▶ Task directions
The data below is to be set down again exactly as written.

▶ Available data
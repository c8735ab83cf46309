//! In-memory credit ledger for local development and tests

use async_trait::async_trait;
use parking_lot::Mutex;
use std::collections::HashMap;

use crate::ledger::entity::{CreditBalance, LedgerLookup};
use crate::ledger::repository::CreditLedger;
use crate::shared::error::Result;

#[derive(Default)]
pub struct MemoryCreditLedger {
    balances: Mutex<HashMap<String, CreditBalance>>,
}

impl MemoryCreditLedger {
    pub fn new() -> Self {
        Self::default()
    }

    pub fn len(&self) -> usize {
        self.balances.lock().len()
    }

    pub fn is_empty(&self) -> bool {
        self.balances.lock().is_empty()
    }
}

#[async_trait]
impl CreditLedger for MemoryCreditLedger {
    async fn find_by_principal(&self, principal_id: &str) -> Result<LedgerLookup> {
        Ok(match self.balances.lock().get(principal_id) {
            Some(entry) => LedgerLookup::Present(entry.clone()),
            None => LedgerLookup::Absent,
        })
    }

    async fn create_if_absent(&self, principal_id: &str, initial_balance: i64) -> Result<()> {
        self.balances
            .lock()
            .entry(principal_id.to_string())
            .or_insert_with(|| CreditBalance::new(principal_id, initial_balance));
        Ok(())
    }
}
//! Account Entity
//!
//! One durable API credential per principal, created lazily on first access.

use serde::{Deserialize, Serialize};
use chrono::{DateTime, Utc};
use bson::serde_helpers::chrono_datetime_as_bson_datetime;

/// Account record keyed by the IdP's stable principal identifier.
///
/// The principal id doubles as the document `_id`, so the store itself
/// enforces at-most-one record per principal. The api_key is immutable for
/// the record's lifetime except through the explicit rotation operation,
/// which replaces it wholesale.
#[derive(Debug, Clone, Serialize, Deserialize)]
#[serde(rename_all = "camelCase")]
pub struct Account {
    /// Principal identifier (unique key)
    #[serde(rename = "_id")]
    pub principal_id: String,

    /// Opaque secret credential (lowercase hex)
    pub api_key: String,

    /// Contact email disclosed by the IdP, if any
    #[serde(skip_serializing_if = "Option::is_none")]
    pub email: Option<String>,

    /// Audit fields
    #[serde(with = "chrono_datetime_as_bson_datetime")]
    pub created_at: DateTime<Utc>,
}

impl Account {
    pub fn new(principal_id: impl Into<String>, api_key: impl Into<String>) -> Self {
        Self {
            principal_id: principal_id.into(),
            api_key: api_key.into(),
            email: None,
            created_at: Utc::now(),
        }
    }

    pub fn with_email(mut self, email: impl Into<String>) -> Self {
        self.email = Some(email.into());
        self
    }
}

#[cfg(test)]
mod tests {
    use super::*;

    #[test]
    fn test_account_builder() {
        let account = Account::new("user-1", "abcd").with_email("user@example.com");
        assert_eq!(account.principal_id, "user-1");
        assert_eq!(account.api_key, "abcd");
        assert_eq!(account.email.as_deref(), Some("user@example.com"));
    }
}
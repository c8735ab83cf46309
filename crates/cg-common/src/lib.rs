pub mod logging;

use serde::{Deserialize, Serialize};

// ============================================================================
// Environment Configuration
// ============================================================================

/// Read an environment variable, falling back to a default.
pub fn env_or(key: &str, default: &str) -> String {
    std::env::var(key).unwrap_or_else(|_| default.to_string())
}

/// Read and parse an environment variable, falling back to a default on
/// absence or parse failure.
pub fn env_or_parse<T: std::str::FromStr>(key: &str, default: T) -> T {
    std::env::var(key)
        .ok()
        .and_then(|v| v.parse().ok())
        .unwrap_or(default)
}

/// Persistent store backend selection.
///
/// `Memory` keeps everything in-process and is intended for local
/// development only; data does not survive a restart.
#[derive(Debug, Clone, Copy, PartialEq, Eq, Serialize, Deserialize)]
#[serde(rename_all = "lowercase")]
pub enum StoreBackend {
    Mongo,
    Memory,
}

impl std::str::FromStr for StoreBackend {
    type Err = String;

    fn from_str(s: &str) -> Result<Self, Self::Err> {
        match s.to_ascii_lowercase().as_str() {
            "mongo" | "mongodb" => Ok(StoreBackend::Mongo),
            "memory" | "mem" => Ok(StoreBackend::Memory),
            other => Err(format!("unknown store backend: {}", other)),
        }
    }
}

impl std::fmt::Display for StoreBackend {
    fn fmt(&self, f: &mut std::fmt::Formatter<'_>) -> std::fmt::Result {
        match self {
            StoreBackend::Mongo => write!(f, "mongo"),
            StoreBackend::Memory => write!(f, "memory"),
        }
    }
}

#[cfg(test)]
mod tests {
    use super::*;

    #[test]
    fn test_env_or_default() {
        assert_eq!(env_or("CG_TEST_UNSET_VAR", "fallback"), "fallback");
    }

    #[test]
    fn test_env_or_parse_default() {
        let port: u16 = env_or_parse("CG_TEST_UNSET_PORT", 8080);
        assert_eq!(port, 8080);
    }

    #[test]
    fn test_store_backend_parsing() {
        assert_eq!("mongo".parse::<StoreBackend>().unwrap(), StoreBackend::Mongo);
        assert_eq!("mongodb".parse::<StoreBackend>().unwrap(), StoreBackend::Mongo);
        assert_eq!("memory".parse::<StoreBackend>().unwrap(), StoreBackend::Memory);
        assert!("sqlite".parse::<StoreBackend>().is_err());
    }
}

▶ Solution to this exercise
repository c8735ab83cf46309
//! In-memory credit ledger for local development and tests

use async_trait::async_trait;
use parking_lot::Mutex;
use std::collections::HashMap;

use crate::ledger::entity::{CreditBalance, LedgerLookup};
use crate::ledger::repository::CreditLedger;
use crate::shared::error::Result;

#[derive(Default)]
pub struct MemoryCreditLedger {
    balances: Mutex<HashMap<String, CreditBalance>>,
}

impl MemoryCreditLedger {
    pub fn new() -> Self {
        Self::default()
    }

    pub fn len(&self) -> usize {
        self.balances.lock().len()
    }

    pub fn is_empty(&self) -> bool {
        self.balances.lock().is_empty()
    }
}

#[async_trait]
impl CreditLedger for MemoryCreditLedger {
    async fn find_by_principal(&self, principal_id: &str) -> Result<LedgerLookup> {
        Ok(match self.balances.lock().get(principal_id) {
            Some(entry) => LedgerLookup::Present(entry.clone()),
            None => LedgerLookup::Absent,
        })
    }

    async fn create_if_absent(&self, principal_id: &str, initial_balance: i64) -> Result<()> {
        self.balances
            .lock()
            .entry(principal_id.to_string())
            .or_insert_with(|| CreditBalance::new(principal_id, initial_balance));
        Ok(())
    }
}
//! Account Entity
//!
//! One durable API credential per principal, created lazily on first access.

use serde::{Deserialize, Serialize};
use chrono::{DateTime, Utc};
use bson::serde_helpers::chrono_datetime_as_bson_datetime;

/// Account record keyed by the IdP's stable principal identifier.
///
/// The principal id doubles as the document `_id`, so the store itself
/// enforces at-most-one record per principal. The api_key is immutable for
/// the record's lifetime except through the explicit rotation operation,
/// which replaces it wholesale.
#[derive(Debug, Clone, Serialize, Deserialize)]
#[serde(rename_all = "camelCase")]
pub struct Account {
    /// Principal identifier (unique key)
    #[serde(rename = "_id")]
    pub principal_id: String,

    /// Opaque secret credential (lowercase hex)
    pub api_key: String,

    /// Contact email disclosed by the IdP, if any
    #[serde(skip_serializing_if = "Option::is_none")]
    pub email: Option<String>,

    /// Audit fields
    #[serde(with = "chrono_datetime_as_bson_datetime")]
    pub created_at: DateTime<Utc>,
}

impl Account {
    pub fn new(principal_id: impl Into<String>, api_key: impl Into<String>) -> Self {
        Self {
            principal_id: principal_id.into(),
            api_key: api_key.into(),
            email: None,
            created_at: Utc::now(),
        }
    }

    pub fn with_email(mut self, email: impl Into<String>) -> Self {
        self.email = Some(email.into());
        self
    }
}

#[cfg(test)]
mod tests {
    use super::*;

    #[test]
    fn test_account_builder() {
        let account = Account::new("user-1", "abcd").with_email("user@example.com");
        assert_eq!(account.principal_id, "user-1");
        assert_eq!(account.api_key, "abcd");
        assert_eq!(account.email.as_deref(), Some("user@example.com"));
    }
}
repository c8735ab83cf46309
filename crates/cg-common/src/lib.rs
pub mod logging;

use serde::{Deserialize, Serialize};

// ============================================================================
// Environment Configuration
// ============================================================================

/// Read an environment variable, falling back to a default.
pub fn env_or(key: &str, default: &str) -> String {
    std::env::var(key).unwrap_or_else(|_| default.to_string())
}

/// Read and parse an environment variable, falling back to a default on
/// absence or parse failure.
pub fn env_or_parse<T: std::str::FromStr>(key: &str, default: T) -> T {
    std::env::var(key)
        .ok()
        .and_then(|v| v.parse().ok())
        .unwrap_or(default)
}

/// Persistent store backend selection.
///
/// `Memory` keeps everything in-process and is intended for local
/// development only; data does not survive a restart.
#[derive(Debug, Clone, Copy, PartialEq, Eq, Serialize, Deserialize)]
#[serde(rename_all = "lowercase")]
pub enum StoreBackend {
    Mongo,
    Memory,
}

impl std::str::FromStr for StoreBackend {
    type Err = String;

    fn from_str(s: &str) -> Result<Self, Self::Err> {
        match s.to_ascii_lowercase().as_str() {
            "mongo" | "mongodb" => Ok(StoreBackend::Mongo),
            "memory" | "mem" => Ok(StoreBackend::Memory),
            other => Err(format!("unknown store backend: {}", other)),
        }
    }
}

impl std::fmt::Display for StoreBackend {
    fn fmt(&self, f: &mut std::fmt::Formatter<'_>) -> std::fmt::Result {
        match self {
            StoreBackend::Mongo => write!(f, "mongo"),
            StoreBackend::Memory => write!(f, "memory"),
        }
    }
}

#[cfg(test)]
mod tests {
    use super::*;

    #[test]
    fn test_env_or_default() {
        assert_eq!(env_or("CG_TEST_UNSET_VAR", "fallback"), "fallback");
    }

    #[test]
    fn test_env_or_parse_default() {
        let port: u16 = env_or_parse("CG_TEST_UNSET_PORT", 8080);
        assert_eq!(port, 8080);
    }

    #[test]
    fn test_store_backend_parsing() {
        assert_eq!("mongo".parse::<StoreBackend>().unwrap(), StoreBackend::Mongo);
        assert_eq!("mongodb".parse::<StoreBackend>().unwrap(), StoreBackend::Mongo);
        assert_eq!("memory".parse::<StoreBackend>().unwrap(), StoreBackend::Memory);
        assert!("sqlite".parse::<StoreBackend>().is_err());
    }
}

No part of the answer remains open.